Start of Task data

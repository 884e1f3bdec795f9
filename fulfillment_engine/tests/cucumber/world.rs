use std::{collections::HashMap, fmt::Debug};

use cucumber::World;
use fulfillment_engine::{
    db_types::{Actor, OrderItem, Product},
    events::EventProducers,
    order_objects::PlacedOrder,
    test_utils::{
        fixtures::{seed_catalog, Catalog, ADMIN, CUSTOMER, PARTNER, VENDOR_A, VENDOR_B},
        prepare_env::fresh_database,
    },
    AssignmentApi,
    CatalogApi,
    DeliveryVerificationApi,
    FulfillmentDatabase,
    FulfillmentError,
    FulfillmentPolicy,
    OrderFlowApi,
    PayoutApi,
    SlotApi,
    SlotRules,
    SqliteDatabase,
    WalletApi,
};

#[derive(Default, Debug, World)]
pub struct FulfillmentWorld {
    pub system: Option<FulfillmentSystem>,
    /// The order the scenario is currently talking about.
    pub order: Option<PlacedOrder>,
    pub payout_id: Option<i64>,
    /// Outcomes of the most recent batch of operations, in the order they were issued.
    pub outcomes: Vec<Result<(), FulfillmentError>>,
    /// Extra products created by the scenario, by name.
    pub products: HashMap<String, Product>,
}

pub struct FulfillmentSystem {
    pub db_path: String,
    pub db: SqliteDatabase,
    pub catalog: Catalog,
    pub slots: SlotApi<SqliteDatabase>,
    pub orders: OrderFlowApi<SqliteDatabase>,
    pub assignments: AssignmentApi<SqliteDatabase>,
    pub verifier: DeliveryVerificationApi<SqliteDatabase>,
    pub wallets: WalletApi<SqliteDatabase>,
    pub payouts: PayoutApi<SqliteDatabase>,
    pub catalog_api: CatalogApi<SqliteDatabase>,
}

impl Debug for FulfillmentSystem {
    fn fmt(&self, f: &mut std::fmt::Formatter<'_>) -> std::fmt::Result {
        write!(f, "FulfillmentSystem({})", self.db_path)
    }
}

impl FulfillmentSystem {
    pub async fn new(slot_date: chrono::NaiveDate, capacity: i64) -> Self {
        let db = fresh_database().await;
        let catalog = seed_catalog(&db, slot_date, capacity).await;
        let policy = FulfillmentPolicy::default();
        let producers = EventProducers::default();
        Self {
            db_path: db.url().to_string(),
            slots: SlotApi::new(db.clone(), SlotRules::new(policy.preorder_threshold)),
            orders: OrderFlowApi::new(db.clone(), producers.clone()),
            assignments: AssignmentApi::new(db.clone(), producers.clone()),
            verifier: DeliveryVerificationApi::new(db.clone(), producers.clone()),
            wallets: WalletApi::new(db.clone(), producers.clone()),
            payouts: PayoutApi::new(db.clone(), producers),
            catalog_api: CatalogApi::new(db.clone()),
            catalog,
            db,
        }
    }
}

impl FulfillmentWorld {
    pub fn system(&self) -> &FulfillmentSystem {
        self.system.as_ref().expect("The system has not been initialised")
    }

    pub fn order(&self) -> &PlacedOrder {
        self.order.as_ref().expect("No order has been placed yet")
    }

    /// Looks a product up by the short name used in feature files.
    pub fn product(&self, name: &str) -> Product {
        let catalog = &self.system().catalog;
        match name {
            "rice" => catalog.rice.clone(),
            "dal" => catalog.dal.clone(),
            "soap" => catalog.soap.clone(),
            other => self.products.get(other).cloned().unwrap_or_else(|| panic!("Unknown product {other}")),
        }
    }

    /// The line of the current order for the named product.
    pub fn item(&self, name: &str) -> OrderItem {
        let product = self.product(name);
        self.order()
            .items
            .iter()
            .find(|i| i.product_id == product.id)
            .cloned()
            .unwrap_or_else(|| panic!("The order has no {name}"))
    }

    pub fn record<T>(&mut self, result: Result<T, FulfillmentError>) {
        self.outcomes.push(result.map(|_| ()));
    }
}

pub fn vendor(name: &str) -> Actor {
    match name {
        "A" => Actor::vendor(VENDOR_A),
        "B" => Actor::vendor(VENDOR_B),
        other => panic!("Unknown vendor {other}"),
    }
}

pub fn actor(role: &str) -> Actor {
    match role {
        "customer" => Actor::customer(CUSTOMER),
        "partner" | "delivery partner" => Actor::delivery_partner(PARTNER),
        "admin" => Actor::admin(ADMIN),
        other => panic!("Unknown actor {other}"),
    }
}

/// The variant name of an error, as written in feature files.
pub fn error_kind(e: &FulfillmentError) -> &'static str {
    match e {
        FulfillmentError::Validation(_) => "Validation",
        FulfillmentError::NotAuthorized(_) => "NotAuthorized",
        FulfillmentError::NotFound(_) => "NotFound",
        FulfillmentError::Conflict(_) => "Conflict",
        FulfillmentError::InvalidTransition(_) => "InvalidTransition",
        FulfillmentError::CapacityExceeded(_) => "CapacityExceeded",
        FulfillmentError::SlotUnavailable(_) => "SlotUnavailable",
        FulfillmentError::OutOfStock { .. } => "OutOfStock",
        FulfillmentError::InvalidOtp => "InvalidOtp",
        FulfillmentError::InsufficientBalance { .. } => "InsufficientBalance",
        FulfillmentError::DatabaseError(_) => "DatabaseError",
    }
}
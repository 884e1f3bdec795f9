//! SQLite backend for the fulfillment engine.
mod sqlite_impl;

pub mod db;
pub use sqlite_impl::SqliteDatabase;
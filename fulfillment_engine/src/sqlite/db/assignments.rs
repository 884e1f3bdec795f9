use chrono::NaiveDate;
use log::{debug, trace};
use sqlx::SqliteConnection;

use crate::db_types::{DeliveryPartnerOrder, OrderPickup, SectorAssignment};

/// Creates an assignment unless the order already has a live one. Returns `None` when nothing was inserted.
pub async fn insert_if_unassigned(
    order_id: i64,
    partner_id: i64,
    conn: &mut SqliteConnection,
) -> Result<Option<DeliveryPartnerOrder>, sqlx::Error> {
    let record = sqlx::query_as(
        r#"
        INSERT INTO delivery_partner_orders (order_id, delivery_partner_id)
        VALUES ($1, $2)
        ON CONFLICT DO NOTHING
        RETURNING *
        "#,
    )
    .bind(order_id)
    .bind(partner_id)
    .fetch_optional(conn)
    .await?;
    Ok(record)
}

/// The order's live (not cancelled) assignment, if any.
pub async fn fetch_active(
    order_id: i64,
    conn: &mut SqliteConnection,
) -> Result<Option<DeliveryPartnerOrder>, sqlx::Error> {
    let record = sqlx::query_as("SELECT * FROM delivery_partner_orders WHERE order_id = $1 AND status != 'cancelled'")
        .bind(order_id)
        .fetch_optional(conn)
        .await?;
    Ok(record)
}

/// Inserts a pickup record for every vendor with live items in the order that does not have one for this partner.
/// Returns the number of records created.
pub async fn insert_missing_pickups(
    order_id: i64,
    partner_id: i64,
    conn: &mut SqliteConnection,
) -> Result<u64, sqlx::Error> {
    let result = sqlx::query(
        r#"
        INSERT INTO order_pickups (order_id, vendor_id, delivery_partner_id)
        SELECT DISTINCT $1, vendor_id, $2 FROM order_items
        WHERE order_id = $1 AND item_status != 'cancelled'
        ON CONFLICT (order_id, vendor_id, delivery_partner_id) DO NOTHING
        "#,
    )
    .bind(order_id)
    .bind(partner_id)
    .execute(conn)
    .await?;
    let created = result.rows_affected();
    if created > 0 {
        trace!("🗃️ {created} pickup records created for order {order_id}");
    }
    Ok(created)
}

pub async fn fetch_pickups(order_id: i64, conn: &mut SqliteConnection) -> Result<Vec<OrderPickup>, sqlx::Error> {
    let pickups = sqlx::query_as("SELECT * FROM order_pickups WHERE order_id = $1 ORDER BY vendor_id ASC, id ASC")
        .bind(order_id)
        .fetch_all(conn)
        .await?;
    Ok(pickups)
}

/// Updates pending pickup records from their vendor's items:
/// * picked up once none of the vendor's live items is still at the vendor,
/// * cancelled once all of the vendor's items are cancelled.
pub async fn refresh_pickups(order_id: i64, conn: &mut SqliteConnection) -> Result<(), sqlx::Error> {
    sqlx::query(
        r#"
        UPDATE order_pickups SET pickup_status = 'cancelled'
        WHERE order_id = $1 AND pickup_status = 'pending'
        AND NOT EXISTS (
            SELECT 1 FROM order_items i
            WHERE i.order_id = order_pickups.order_id
              AND i.vendor_id = order_pickups.vendor_id
              AND i.item_status != 'cancelled'
        )
        "#,
    )
    .bind(order_id)
    .execute(&mut *conn)
    .await?;
    sqlx::query(
        r#"
        UPDATE order_pickups SET pickup_status = 'picked_up', picked_up_at = CURRENT_TIMESTAMP
        WHERE order_id = $1 AND pickup_status = 'pending'
        AND EXISTS (
            SELECT 1 FROM order_items i
            WHERE i.order_id = order_pickups.order_id
              AND i.vendor_id = order_pickups.vendor_id
              AND i.item_status IN ('picked_up', 'out_for_delivery', 'delivered')
        )
        AND NOT EXISTS (
            SELECT 1 FROM order_items i
            WHERE i.order_id = order_pickups.order_id
              AND i.vendor_id = order_pickups.vendor_id
              AND i.item_status IN ('pending', 'confirmed', 'processing', 'packed', 'assigned_to_delivery')
        )
        "#,
    )
    .bind(order_id)
    .execute(conn)
    .await?;
    Ok(())
}

/// Updates the live assignment from the order's items:
/// * cancelled once every item is cancelled,
/// * picked up once no live item is still at a vendor,
/// * delivered once every live item is delivered.
pub async fn refresh_assignment(order_id: i64, conn: &mut SqliteConnection) -> Result<(), sqlx::Error> {
    let cancelled = sqlx::query(
        r#"
        UPDATE delivery_partner_orders SET status = 'cancelled', cancelled_at = CURRENT_TIMESTAMP
        WHERE order_id = $1 AND status IN ('assigned', 'picked_up')
        AND NOT EXISTS (SELECT 1 FROM order_items WHERE order_id = $1 AND item_status != 'cancelled')
        "#,
    )
    .bind(order_id)
    .execute(&mut *conn)
    .await?;
    if cancelled.rows_affected() > 0 {
        debug!("🗃️ Delivery assignment for order {order_id} cancelled");
        return Ok(());
    }
    sqlx::query(
        r#"
        UPDATE delivery_partner_orders SET status = 'picked_up', picked_up_at = CURRENT_TIMESTAMP
        WHERE order_id = $1 AND status = 'assigned'
        AND EXISTS (
            SELECT 1 FROM order_items WHERE order_id = $1
            AND item_status IN ('picked_up', 'out_for_delivery', 'delivered')
        )
        AND NOT EXISTS (
            SELECT 1 FROM order_items WHERE order_id = $1
            AND item_status IN ('pending', 'confirmed', 'processing', 'packed', 'assigned_to_delivery')
        )
        "#,
    )
    .bind(order_id)
    .execute(&mut *conn)
    .await?;
    sqlx::query(
        r#"
        UPDATE delivery_partner_orders SET
            status = 'delivered',
            delivered_at = CURRENT_TIMESTAMP,
            picked_up_at = COALESCE(picked_up_at, CURRENT_TIMESTAMP)
        WHERE order_id = $1 AND status IN ('assigned', 'picked_up')
        AND EXISTS (SELECT 1 FROM order_items WHERE order_id = $1 AND item_status = 'delivered')
        AND NOT EXISTS (
            SELECT 1 FROM order_items WHERE order_id = $1 AND item_status NOT IN ('delivered', 'cancelled')
        )
        "#,
    )
    .bind(order_id)
    .execute(conn)
    .await?;
    Ok(())
}

pub async fn upsert_sector_assignment(
    sector_id: i64,
    partner_id: i64,
    date: NaiveDate,
    conn: &mut SqliteConnection,
) -> Result<SectorAssignment, sqlx::Error> {
    let record = sqlx::query_as(
        r#"
        INSERT INTO sector_assignments (sector_id, delivery_partner_id, assignment_date)
        VALUES ($1, $2, $3)
        ON CONFLICT (sector_id, delivery_partner_id, assignment_date) DO UPDATE SET is_active = 1
        RETURNING *
        "#,
    )
    .bind(sector_id)
    .bind(partner_id)
    .bind(date)
    .fetch_one(conn)
    .await?;
    Ok(record)
}

pub async fn fetch_sector_assignments(
    date: NaiveDate,
    conn: &mut SqliteConnection,
) -> Result<Vec<SectorAssignment>, sqlx::Error> {
    let records = sqlx::query_as(
        r#"
        SELECT * FROM sector_assignments
        WHERE assignment_date = $1 AND is_active = 1
        ORDER BY sector_id ASC, id ASC
        "#,
    )
    .bind(date)
    .fetch_all(conn)
    .await?;
    Ok(records)
}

End of Task data

- _Problem to work on_
All lines in the listing above that contain "panic" should be shown.

- _Task answer_
            other => self.products.get(other).cloned().unwrap_or_else(|| panic!("Unknown product {other}")),
            .unwrap_or_else(|| panic!("The order has no {name}"))
        other => panic!("Unknown vendor {other}"),
        other => panic!("Unknown actor {other}"),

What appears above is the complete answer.